Raul calmed. It came out of pride, he thought, but at least his politics are correct. “Are you going to go every week?” Raul asked with evident sarcasm.
She looked at him and frowned. “He just wanted to see me.”
That night Raul trembled with rage. His mother going didn’t matter so much. It was the school and its cheap tactics. Its cheap rationalizations. The society’s cheap process: get all the anti-nine-to-fivers, the capable students who won’t go to school, bend them, dull the pearl that flaws their normality. They wouldn’t give an inch of their curriculum, of their blundering faculty. And that they dared try this filthy cheap trick on him. It was an insult to his perception. Now they not only denied his identity, they were trying to recast it.
But how could he strike back? It seemed that they wanted him: if they were willing to tame him, they wanted him. He had to destroy that hope irrevocably; lead them on, and smash it. Appear wildly defiant, beautifully opposed.
The last week of regularly scheduled school, Raul saw Mr. Miller each day, talking eagerly of next year’s productions, outlining his intense studying for final exams. He would linger after class with his English teacher, Mr. Bowden, doing the same. He imitated the humble tones of other “rebels” reforming, harboring jealously the knowledge of its falsity. He went into the same detail with his parents, acting it out, reading Dreiser on the sly.
After closing exercises, four days were given to exams. These days carried a sort of emotional ambiguity: the brief days, only two hours of tests per day, had an air of college freedom, but the tests’ intensity seemed to concentrate school pressure into one overpowering dose. On Friday, after the farewell speech, the students hurried about with the frightening joy of experimental rats whose maze has been widened. Raul, whimsical amidst this activity, met Alec, whom he hadn’t seen for three weeks, in front of the theater.
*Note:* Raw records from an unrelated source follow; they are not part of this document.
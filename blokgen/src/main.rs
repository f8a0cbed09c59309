use std::{
    path::{Path, PathBuf},
    process::ExitCode,
};

use anyhow::Context;
use blokgen::{
    config::{PushMethod, Settings},
    ctx::AppContext,
    generate::{self, GenerateOptions},
    orchestrate::{OrchestrateOptions, Orchestrator, PipelineStages},
    push::{PushClient, PushOptions},
    schema::validator,
    story, testbed,
};
use clap::{Parser, Subcommand};
use colored::Colorize;
use log::debug;

#[derive(Parser)]
#[command(name = "blokgen", version, about = "Storyblok component generation pipeline")]
struct Cli {
    /// Config file, defaults to `.blokgen.toml` in the workspace.
    #[arg(short, long, global = true)]
    config: Option<PathBuf>,
    /// Workspace root, defaults to the current directory.
    #[arg(short, long, global = true)]
    workspace: Option<PathBuf>,
    /// Enable debug logging.
    #[arg(short, long, global = true)]
    verbose: bool,
    #[command(subcommand)]
    command: SubCommands,
}

#[derive(Subcommand)]
enum SubCommands {
    #[command(flatten)]
    Pipeline(PipelineCommand),
    /// Print the JSON Schema of the config file.
    ConfigSchema,
}

/// Commands operating on a workspace.
#[derive(Subcommand)]
enum PipelineCommand {
    /// Write a catalog schema (and its nested dependencies).
    GenerateSchema {
        /// Block name, snake or kebab case.
        name: String,
        /// Display name for generic sections.
        display_name: Option<String>,
        /// Design URL carrying a `node-id` query parameter.
        #[arg(long)]
        figma_url: Option<String>,
        /// Do not run the workflow on the written schemas.
        #[arg(long)]
        no_orchestrate: bool,
        /// Overwrite existing schema files.
        #[arg(long)]
        force: bool,
        #[arg(long, value_enum)]
        push_method: Option<PushMethod>,
    },
    /// Scaffold React files for a stored schema.
    GenerateComponent { name: String },
    /// Validate a stored schema and its generated files.
    ValidateSchema { name: String },
    /// Write a test page for a scaffolded component.
    TestComponent { name: String },
    /// Push one schema, or all of them, to the CMS.
    PushSchema {
        #[arg(required_unless_present = "all")]
        name: Option<String>,
        #[arg(long, conflicts_with = "name")]
        all: bool,
        #[arg(long, value_enum)]
        method: Option<PushMethod>,
        /// Skip validation before pushing.
        #[arg(long)]
        no_validate: bool,
    },
    /// Validate, scaffold, push and review one component.
    Orchestrate {
        name: String,
        #[arg(long)]
        skip_validation: bool,
        #[arg(long)]
        skip_component: bool,
        #[arg(long)]
        skip_push: bool,
        #[arg(long)]
        skip_code_review: bool,
        #[arg(long, value_enum)]
        push_method: Option<PushMethod>,
    },
    /// Check a story's block types against the registration manifest.
    InspectStory {
        slug: String,
        #[arg(long)]
        draft: bool,
    },
}

#[tokio::main]
async fn main() -> ExitCode {
    let cli = Cli::parse();

    env_logger::Builder::from_env(
        env_logger::Env::default().default_filter_or(if cli.verbose { "debug" } else { "info" }),
    )
    .init();

    match run(cli).await {
        Ok(true) => ExitCode::SUCCESS,
        Ok(false) => ExitCode::FAILURE,
        Err(e) => {
            println!("{} {e:#}", "error:".red());
            ExitCode::FAILURE
        }
    }
}

async fn run(cli: Cli) -> anyhow::Result<bool> {
    let command = match cli.command {
        SubCommands::ConfigSchema => {
            println!("{}", Settings::json_schema()?);
            return Ok(true);
        }
        SubCommands::Pipeline(command) => command,
    };

    let workspace = match cli.workspace {
        Some(w) => w,
        None => std::env::current_dir().context("can not read current directory")?,
    };
    let settings = Settings::load(cli.config.as_deref(), &workspace)?;
    let ctx = AppContext::new(&workspace, settings, cli.verbose);
    debug!("Schemas root: {}", ctx.paths.schemas_root.display());
    debug!("App root: {}", ctx.paths.app_root.display());

    let default_method = ctx.settings.push.method;

    match command {
        PipelineCommand::GenerateSchema {
            name,
            display_name,
            figma_url,
            no_orchestrate,
            force,
            push_method,
        } => {
            println!("{}", format!("Generating schema for: {name}").bold());
            let options = GenerateOptions {
                display_name,
                design_url: figma_url,
                force,
            };
            let written = generate::generate_schemas(&ctx, &name, &options)?;
            if no_orchestrate {
                return Ok(true);
            }
            let options = OrchestrateOptions {
                push_method: push_method.unwrap_or(default_method),
                ..Default::default()
            };
            let mut orchestrator = Orchestrator::new(PipelineStages::new(&ctx)?);
            let mut ok = true;
            for g in written {
                ok &= orchestrator.run(&g.name, options).await.success;
            }
            Ok(ok)
        }
        PipelineCommand::GenerateComponent { name } => generate_component(&ctx, &name),
        PipelineCommand::ValidateSchema { name } => Ok(validate_schema(&ctx, &name)),
        PipelineCommand::TestComponent { name } => {
            let report = testbed::run(&ctx, &name)?;
            Ok(report.all_accessible())
        }
        PipelineCommand::PushSchema {
            name,
            all,
            method,
            no_validate,
        } => {
            let client = PushClient::new(&ctx.settings.push, ctx.store())?;
            let options = PushOptions {
                validate: !no_validate,
                method: method.unwrap_or(default_method),
            };
            if all {
                let summary = client.push_all(options).await?;
                return Ok(summary.failed == 0);
            }
            let name = name.unwrap_or_default();
            println!("{}", format!("Pushing schema: {name}").bold());
            let outcome = client.push(&name, options).await;
            outcome.print();
            Ok(outcome.success)
        }
        PipelineCommand::Orchestrate {
            name,
            skip_validation,
            skip_component,
            skip_push,
            skip_code_review,
            push_method,
        } => {
            let options = OrchestrateOptions {
                skip_validation,
                skip_component,
                skip_push,
                skip_code_review,
                push_method: push_method.unwrap_or(default_method),
            };
            let mut orchestrator = Orchestrator::new(PipelineStages::new(&ctx)?);
            Ok(orchestrator.run(&name, options).await.success)
        }
        PipelineCommand::InspectStory { slug, draft } => {
            let report = story::inspect(&ctx, &slug, draft).await?;
            if report.unregistered.is_empty() {
                println!("{}", "Every block type is registered".green());
                Ok(true)
            } else {
                println!(
                    "{} {}",
                    "Unregistered block types:".red(),
                    report.unregistered.join(", ")
                );
                Ok(false)
            }
        }
    }
}

fn generate_component(ctx: &AppContext, name: &str) -> anyhow::Result<bool> {
    let schema = ctx.store().load(name)?.value;
    println!("{}", format!("Generating React component for: {name}").bold());
    println!("   Display Name: {}", schema.display_name);

    let scaffolder = ctx.scaffolder();
    let report = scaffolder.scaffold(&schema)?;
    if report.created.is_empty() {
        println!(
            "   {}",
            "Component already exists. Delete the files to regenerate.".yellow()
        );
    } else {
        let paths = scaffolder.paths(name);
        println!("{}", "Component generation complete".green());
        println!("   Next: implement {}", rel(&ctx.paths.workspace, &paths.presentational));
        println!("   Next: style {}", rel(&ctx.paths.workspace, &paths.stylesheet));
    }
    Ok(true)
}

fn validate_schema(ctx: &AppContext, name: &str) -> bool {
    println!("{}", format!("Validating schema: {name}").bold());
    let mut problems: Vec<String> = validator::validate_schema_file(name, ctx.store())
        .errors
        .iter()
        .map(ToString::to_string)
        .collect();

    if let Ok(stored) = ctx.store().load(name) {
        println!("   Display Name: {}", stored.value.display_name);
        println!("   Fields: {}", stored.value.fields.len());
        problems.extend(ctx.scaffolder().check_component_files(name).problems());
    }

    if problems.is_empty() {
        println!("{}", "Schema validation passed".green());
        println!("   schema structure and field types are valid");
        println!("   React components exist and are registered");
        println!("   nested components exist");
        true
    } else {
        println!("{}", "Schema validation failed:".red());
        for (i, p) in problems.iter().enumerate() {
            println!("   {}. {p}", i + 1);
        }
        false
    }
}

fn rel(base: &Path, path: &Path) -> String {
    path.strip_prefix(base)
        .unwrap_or(path)
        .display()
        .to_string()
}

#[cfg(test)]
mod tests {
    use super::*;
    use clap::CommandFactory;

    #[test]
    fn test_cli_definition() {
        Cli::command().debug_assert();
    }

    #[test]
    fn test_config_schema_is_top_level() {
        let cli = Cli::try_parse_from(["blokgen", "config-schema"]).unwrap();
        assert!(matches!(cli.command, SubCommands::ConfigSchema));

        let cli = Cli::try_parse_from(["blokgen", "push-schema", "--all"]).unwrap();
        assert!(matches!(
            cli.command,
            SubCommands::Pipeline(PipelineCommand::PushSchema { all: true, .. })
        ));
        assert!(Cli::try_parse_from(["blokgen", "push-schema"]).is_err());
    }
}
“Ah,” Raul said, seeing him, “so you’ve come to bid adieu to the ol’ theater.”
“I, yes. But why you asked to come with me, I don’t know.”
“I won’t see it for a long time.”
“Just the summer.”
“True,” Raul smiled.
Alec mistrusted that smile. They went up the stairs in silence. The auditorium was deserted. Alec stopped him while they were walking down an aisle. “You are going to stay?”
“Of course,” Raul said, laughing. “I’ve been studying my ass off for the finals.”
Alec smiled affectionately. He patted Raul on the shoulder. “Good,” he said.
They went up to Miller’s office. His stage manager and technical director were going over the last details of locking everything up. He nodded at Raul and Alec, who sat down quietly. When they were alone with Miller, Alec said, “Shutting up shop, eh?”
Miller nodded, dragging on his cigarette holder.
Raul watched that object of pretension tap against an ashtray. “You won’t be here during finals?” he asked.